Member of the National Assembly
- In office 28 November 2011 – 7 March 2019
- Constituency: Lukunga District, Kinshasa

Personal details
- Born: 21 November 1956 (age 69) Léopoldville, Belgian Congo (now Kinshasa, DR Congo)
- Education: Paris 12 Val de Marne University Institut Superieur de Gestion European University of America

= Martin Fayulu =

Congolese politician (born 1956)

Martin Madidi Fayulu (born 21 November 1956) is a Congolese politician and businessman. He leads the Engagement for Citizenship and Development party. On 11 November 2018, he was chosen by seven opposition leaders to be their joint presidential candidate in the 2018 Democratic Republic of the Congo general election.
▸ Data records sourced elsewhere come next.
//! Task record
//!
//! A Task is one unit of care work for one pet. Tasks are plain records:
//! the scheduler reads them, the recurrence manager toggles completion and
//! appends next occurrences, everything else is left to collaborators.

use chrono::NaiveDate;
use serde::{Deserialize, Serialize};

use super::id::{PetId, TaskId};
use super::priority::Priority;
use super::time::{MINUTES_PER_DAY, TimeOfDay, TimeSlot};
use crate::error::PlanError;

/// How often a task repeats
#[derive(Debug, Clone, Copy, PartialEq, Eq, Hash, Serialize, Deserialize, Default)]
#[serde(rename_all = "lowercase")]
pub enum Frequency {
    Once,
    #[default]
    Daily,
    Weekly,
    Monthly,
}

impl Frequency {
    pub fn is_recurring(self) -> bool {
        !matches!(self, Self::Once)
    }
}

impl std::fmt::Display for Frequency {
    fn fmt(&self, f: &mut std::fmt::Formatter<'_>) -> std::fmt::Result {
        match self {
            Self::Once => write!(f, "once"),
            Self::Daily => write!(f, "daily"),
            Self::Weekly => write!(f, "weekly"),
            Self::Monthly => write!(f, "monthly"),
        }
    }
}

impl std::str::FromStr for Frequency {
    type Err = String;

    fn from_str(s: &str) -> Result<Self, Self::Err> {
        match s.to_lowercase().as_str() {
            "once" => Ok(Self::Once),
            "daily" => Ok(Self::Daily),
            "weekly" => Ok(Self::Weekly),
            "monthly" => Ok(Self::Monthly),
            _ => Err(format!("Unknown frequency: {}", s)),
        }
    }
}

/// Completion state of one occurrence
#[derive(Debug, Clone, Copy, PartialEq, Eq, Serialize, Deserialize)]
#[serde(rename_all = "snake_case")]
pub enum TaskStatus {
    Pending,
    Completed,
}

impl std::fmt::Display for TaskStatus {
    fn fmt(&self, f: &mut std::fmt::Formatter<'_>) -> std::fmt::Result {
        match self {
            Self::Pending => write!(f, "pending"),
            Self::Completed => write!(f, "completed"),
        }
    }
}

fn default_category() -> String {
    "general".to_string()
}

fn default_flexible() -> bool {
    true
}

/// One unit of care work
#[derive(Debug, Clone, PartialEq, Eq, Serialize, Deserialize)]
pub struct Task {
    /// Unique identifier
    #[serde(default)]
    pub id: TaskId,

    pub description: String,

    /// Duration in minutes
    pub duration: u32,

    #[serde(default)]
    pub priority: Priority,

    /// Free-form grouping tag ("feeding", "exercise", ...)
    #[serde(default = "default_category")]
    pub category: String,

    #[serde(default)]
    pub frequency: Frequency,

    #[serde(default, skip_serializing_if = "Option::is_none")]
    pub preferred_time: Option<TimeOfDay>,

    /// Inflexible tasks must run at `preferred_time` or not at all
    #[serde(default = "default_flexible")]
    pub is_flexible: bool,

    #[serde(default)]
    pub completion_status: bool,

    #[serde(default, skip_serializing_if = "String::is_empty")]
    pub notes: String,

    /// Calendar date of this occurrence; undated tasks are due every plan day
    #[serde(default, skip_serializing_if = "Option::is_none")]
    pub due_date: Option<NaiveDate>,

    /// Owning pet (lookup handle, set by `Pet::add_task`)
    #[serde(default, skip_serializing_if = "Option::is_none")]
    pub pet: Option<PetId>,

    /// Occurrence this one was generated from
    #[serde(default, skip_serializing_if = "Option::is_none")]
    pub recurs_from: Option<TaskId>,
}

/// Partial update applied by `Task::update_details`
#[derive(Debug, Clone, Default)]
pub struct TaskUpdate {
    pub duration: Option<u32>,
    pub priority: Option<Priority>,
    pub category: Option<String>,
    pub frequency: Option<Frequency>,
    pub preferred_time: Option<Option<TimeOfDay>>,
    pub is_flexible: Option<bool>,
    pub notes: Option<String>,
}

impl Task {
    /// Create a flexible, pending, daily task
    pub fn new(description: impl Into<String>, duration: u32, priority: u8) -> Self {
        let description = description.into();
        Self {
            id: TaskId::new(&description),
            description,
            duration,
            priority: Priority::new(priority),
            category: default_category(),
            frequency: Frequency::default(),
            preferred_time: None,
            is_flexible: true,
            completion_status: false,
            notes: String::new(),
            due_date: None,
            pet: None,
            recurs_from: None,
        }
    }

    pub fn with_category(mut self, category: impl Into<String>) -> Self {
        self.category = category.into();
        self
    }

    pub fn with_frequency(mut self, frequency: Frequency) -> Self {
        self.frequency = frequency;
        self
    }

    /// Prefer a start time while staying flexible
    pub fn preferred_at(mut self, time: TimeOfDay) -> Self {
        self.preferred_time = Some(time);
        self
    }

    /// Pin the task to `time`; it will not be moved elsewhere
    pub fn fixed_at(mut self, time: TimeOfDay) -> Self {
        self.preferred_time = Some(time);
        self.is_flexible = false;
        self
    }

    pub fn with_notes(mut self, notes: impl Into<String>) -> Self {
        self.notes = notes.into();
        self
    }

    pub fn due_on(mut self, date: NaiveDate) -> Self {
        self.due_date = Some(date);
        self
    }

    pub fn is_high_priority(&self) -> bool {
        self.priority.is_high()
    }

    pub fn is_completed(&self) -> bool {
        self.completion_status
    }

    pub fn status(&self) -> TaskStatus {
        if self.completion_status {
            TaskStatus::Completed
        } else {
            TaskStatus::Pending
        }
    }

    /// Whether the task may start at `start`
    pub fn can_be_scheduled_at(&self, start: TimeOfDay) -> bool {
        self.is_flexible || self.preferred_time == Some(start)
    }

    /// Slot the task would occupy at its preferred time
    pub fn preferred_slot(&self) -> Option<TimeSlot> {
        self.preferred_time
            .and_then(|start| TimeSlot::starting_at(start, self.duration))
    }

    /// Pending -> Completed
    pub fn mark_complete(&mut self) {
        self.completion_status = true;
    }

    /// Completed -> Pending (undo); never creates an occurrence
    pub fn reset_status(&mut self) {
        self.completion_status = false;
    }

    pub fn update_details(&mut self, update: TaskUpdate) {
        if let Some(duration) = update.duration {
            self.duration = duration;
        }
        if let Some(priority) = update.priority {
            self.priority = priority;
        }
        if let Some(category) = update.category {
            self.category = category;
        }
        if let Some(frequency) = update.frequency {
            self.frequency = frequency;
        }
        if let Some(preferred_time) = update.preferred_time {
            self.preferred_time = preferred_time;
        }
        if let Some(is_flexible) = update.is_flexible {
            self.is_flexible = is_flexible;
        }
        if let Some(notes) = update.notes {
            self.notes = notes;
        }
    }

    /// Check the record invariants the scheduler relies on
    pub fn validate(&self) -> Result<(), PlanError> {
        if self.duration == 0 {
            return Err(PlanError::invalid(format!(
                "task '{}' has non-positive duration",
                self.description
            )));
        }
        if self.duration > MINUTES_PER_DAY {
            return Err(PlanError::invalid(format!(
                "task '{}' lasts {}m, longer than a day",
                self.description, self.duration
            )));
        }
        if !self.priority.is_valid() {
            return Err(PlanError::invalid(format!(
                "task '{}' has priority {} (expected 0-10)",
                self.description, self.priority
            )));
        }
        if !self.is_flexible && self.preferred_time.is_none() {
            return Err(PlanError::invalid(format!(
                "inflexible task '{}' has no preferred time",
                self.description
            )));
        }
        Ok(())
    }
}

impl std::fmt::Display for Task {
    fn fmt(&self, f: &mut std::fmt::Formatter<'_>) -> std::fmt::Result {
        write!(
            f,
            "{} ({}, priority {}, {}m, {}, {})",
            self.description,
            self.category,
            self.priority,
            self.duration,
            self.frequency,
            self.status()
        )
    }
}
Within 24 hours, Félix Tshisekedi, the eventual official winner of the 2018 presidential election, despite being widely viewed as fraudulent, and Vital Kamerhe, the other opposition candidate, rescinded their endorsement of his candidacy and formed their own pact with Tshisekedi as candidate.

==Early life and career==

Born in Kinshasa (then called Léopoldville) Martin Fayulu became an ExxonMobil executive and worked with the oil company from 1984 until 2003. He served as the company's director-general in Ethiopia as his last post.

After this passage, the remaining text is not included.